山田雄大
武蔵野法学, (21) 71-106, Sep, 2024
本論文は、わが国の刑法上の正当防衛における責任阻却の側面に着目し、従来は完全な犯罪とされてきた過剰防衛の一部について不可罰とされるべきことを示した。
わが国の過剰防衛は裁量的な刑の減免しか定めておらず、他国と比較すると無罪の余地が全くない点で、反撃者にとって酷なものとなっている。本論文では、このような問題意識から、過剰防衛の一部を無罪とする規定を有するスイスの議論を参照し、それに基づいて正当防衛の責任減少・阻却的側面について検討した。
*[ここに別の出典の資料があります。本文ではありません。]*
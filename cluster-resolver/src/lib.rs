//! `cluster-resolver` keeps a long-lived gRPC connection pointed at the right
//! nodes of a cluster by turning a pluggable [`Discovery`] into connection
//! state updates.
//!
//! Channels do not dial fixed addresses. They dial a logical target of the
//! form `{cluster}://{component}/`, and a [`Resolver`] looks the component's
//! addresses up whenever the connection asks for fresh ones.
//!
//! # Simple example
//!
//! ```rust
//! #[tokio::main]
//! async fn main() {
//!     use cluster_resolver::{ComponentKind, Options, ResolvedChannel, StaticDiscovery};
//!     use std::sync::Arc;
//!
//!     let discovery = StaticDiscovery::default()
//!         .with_addrs(ComponentKind::ControlPlane, ["10.0.0.1:15999", "10.0.0.2:15999"]);
//!
//!     // One builder per cluster, shared by every channel into that cluster.
//!     let builder = Arc::new(Options::new(discovery).new_builder("cluster1"));
//!
//!     let channel = ResolvedChannel::builder(builder, ComponentKind::ControlPlane)
//!         .channel()
//!         .await
//!         .expect("failed to construct ResolvedChannel");
//!
//!     // `channel` can now be handed to any tonic generated client.
//!     # channel.close();
//! }
//! ```
//!
//! [`ResolverBuilder`] also works with a different implementation of [`Discovery`].
//!
//! ```rust
//! use cluster_resolver::{Discovery, DiscoveryContext};
//!
//! // This finds nothing
//! struct EmptyDiscovery;
//!
//! #[async_trait::async_trait]
//! impl Discovery for EmptyDiscovery {
//!     async fn discover_control_plane_addrs(
//!         &self,
//!         _ctx: &DiscoveryContext,
//!         _tags: &[String],
//!     ) -> Result<Vec<String>, anyhow::Error> {
//!         Ok(Vec::new())
//!     }
//!
//!     async fn discover_gateway_addrs(
//!         &self,
//!         _ctx: &DiscoveryContext,
//!         _tags: &[String],
//!     ) -> Result<Vec<String>, anyhow::Error> {
//!         Ok(Vec::new())
//!     }
//! }
//!
//! #[tokio::main]
//! async fn main() {
//!     use cluster_resolver::{BalancerPolicy, ComponentKind, Options, ResolvedChannel};
//!     use std::{sync::Arc, time::Duration};
//!
//!     let builder = Options::new(EmptyDiscovery)
//!         .discovery_timeout(Duration::from_millis(500))
//!         .balancer_policy(BalancerPolicy::RoundRobin)
//!         .new_builder("cluster1");
//!
//!     let channel = ResolvedChannel::builder(Arc::new(builder), ComponentKind::Gateway)
//!         .refresh_interval(Duration::from_secs(3))
//!         .timeout(Duration::from_secs(10))
//!         .channel()
//!         .await
//!         .expect("failed to construct ResolvedChannel");
//!
//!     assert!(channel.endpoints().is_empty());
//!     # channel.close();
//! }
//! ```
//!
//! # Internals
//! A [`ResolverBuilder`] creates one [`Resolver`] per dial target and resolves
//! once before handing it back. Every [`Resolver::resolve_now`] runs one
//! bounded discovery lookup and pushes the outcome to its [`ClientConn`];
//! concurrent refreshes of one resolver are serialized.
//!
//! [`ResolvedChannel`] provides the [`ClientConn`] on top of tonic's
//! [`balance_channel`](tonic::transport::Channel::balance_channel), reporting
//! added and removed addresses through its bounded endpoint-change channel,
//! and asks its resolver for fresh addresses periodically.

mod builder;
mod channel;
mod client_conn;
mod discovery;
mod error;
mod options;
mod policy;
mod registry;
mod resolver;
mod service_config;
mod target;

pub use builder::*;
pub use channel::{ResolvedChannel, ResolvedChannelBuilder};
pub use client_conn::*;
pub use discovery::*;
pub use error::*;
pub use options::*;
pub use policy::*;
pub use registry::*;
pub use resolver::*;
pub use service_config::*;
pub use target::*;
その上で、過剰防衛とされる行為の一部について、違法減少と責任減少を組み合わせて不可罰とすることができることを指摘し、また、その判断に際しては、①責任減少の対象となる興奮・驚愕が正当防衛状況から引き起こされたものであること、②興奮・驚愕が重大なものであり、当該反撃者において慎重かつ答責的に反応できなかったことが考慮されることを確認した。このような考え方によれば、一般的に、防衛行為の相当性の逸脱の程度が小さく(違法性減少の程度が大きい)、恐怖・驚愕等の程度が大きい場合(責任減少の程度が大きい)には不可罰とされることになるといえる。